Exact copies of all the entries below are expected in the answer.

══════════════════════════════

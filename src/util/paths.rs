//! Path utilities for tether data directories

use std::path::PathBuf;
use std::sync::OnceLock;

/// Global storage for custom data directory path
static DATA_DIR: OnceLock<PathBuf> = OnceLock::new();

/// Initialize the data directory with an optional custom path.
/// Must be called early in main() before any other path functions are used.
/// If custom_path is None, uses the default ~/.tether location.
pub fn init_data_dir(custom_path: Option<PathBuf>) {
    let path = custom_path.unwrap_or_else(default_data_dir);
    if DATA_DIR.set(path.clone()).is_err() {
        let existing = DATA_DIR
            .get()
            .map(|p| p.display().to_string())
            .unwrap_or_else(|| "<unknown>".to_string());
        tracing::debug!(
            path = %path.display(),
            existing = %existing,
            "Data directory already initialized"
        );
    }
}

/// Get the default data directory path (~/.tether)
fn default_data_dir() -> PathBuf {
    dirs::home_dir()
        .map(|h| h.join(".tether"))
        .unwrap_or_else(|| PathBuf::from(".tether"))
}

/// Get the base tether data directory.
/// Returns the custom path if set via init_data_dir(), otherwise ~/.tether
pub fn data_dir() -> PathBuf {
    DATA_DIR.get().cloned().unwrap_or_else(default_data_dir)
}

/// Get the logs directory (~/.tether/logs)
pub fn logs_dir() -> PathBuf {
    data_dir().join("logs")
}

/// Get the default log file path (~/.tether/logs/tether.log)
pub fn log_file_path() -> PathBuf {
    logs_dir().join("tether.log")
}

/// Get the default large-object cache directory (~/.tether/cache)
pub fn cache_dir() -> PathBuf {
    data_dir().join("cache")
}

/// Get the config file path (~/.tether/config.toml)
pub fn config_path() -> PathBuf {
    data_dir().join("config.toml")
}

══════════════════════════════

PROBLEM SOLUTION:
filename src/util/paths.rs
//! Path utilities for tether data directories

use std::path::PathBuf;
use std::sync::OnceLock;

/// Global storage for custom data directory path
static DATA_DIR: OnceLock<PathBuf> = OnceLock::new();

/// Initialize the data directory with an optional custom path.
/// Must be called early in main() before any other path functions are used.
/// If custom_path is None, uses the default ~/.tether location.
pub fn init_data_dir(custom_path: Option<PathBuf>) {
    let path = custom_path.unwrap_or_else(default_data_dir);
    if DATA_DIR.set(path.clone()).is_err() {
        let existing = DATA_DIR
            .get()
            .map(|p| p.display().to_string())
            .unwrap_or_else(|| "<unknown>".to_string());
        tracing::debug!(
            path = %path.display(),
            existing = %existing,
            "Data directory already initialized"
        );
    }
}

/// Get the default data directory path (~/.tether)
fn default_data_dir() -> PathBuf {
    dirs::home_dir()
        .map(|h| h.join(".tether"))
        .unwrap_or_else(|| PathBuf::from(".tether"))
}

/// Get the base tether data directory.
/// Returns the custom path if set via init_data_dir(), otherwise ~/.tether
pub fn data_dir() -> PathBuf {
    DATA_DIR.get().cloned().unwrap_or_else(default_data_dir)
}

/// Get the logs directory (~/.tether/logs)
pub fn logs_dir() -> PathBuf {
    data_dir().join("logs")
}

/// Get the default log file path (~/.tether/logs/tether.log)
pub fn log_file_path() -> PathBuf {
    logs_dir().join("tether.log")
}

/// Get the default large-object cache directory (~/.tether/cache)
pub fn cache_dir() -> PathBuf {
    data_dir().join("cache")
}

/// Get the config file path (~/.tether/config.toml)
pub fn config_path() -> PathBuf {
    data_dir().join("config.toml")
}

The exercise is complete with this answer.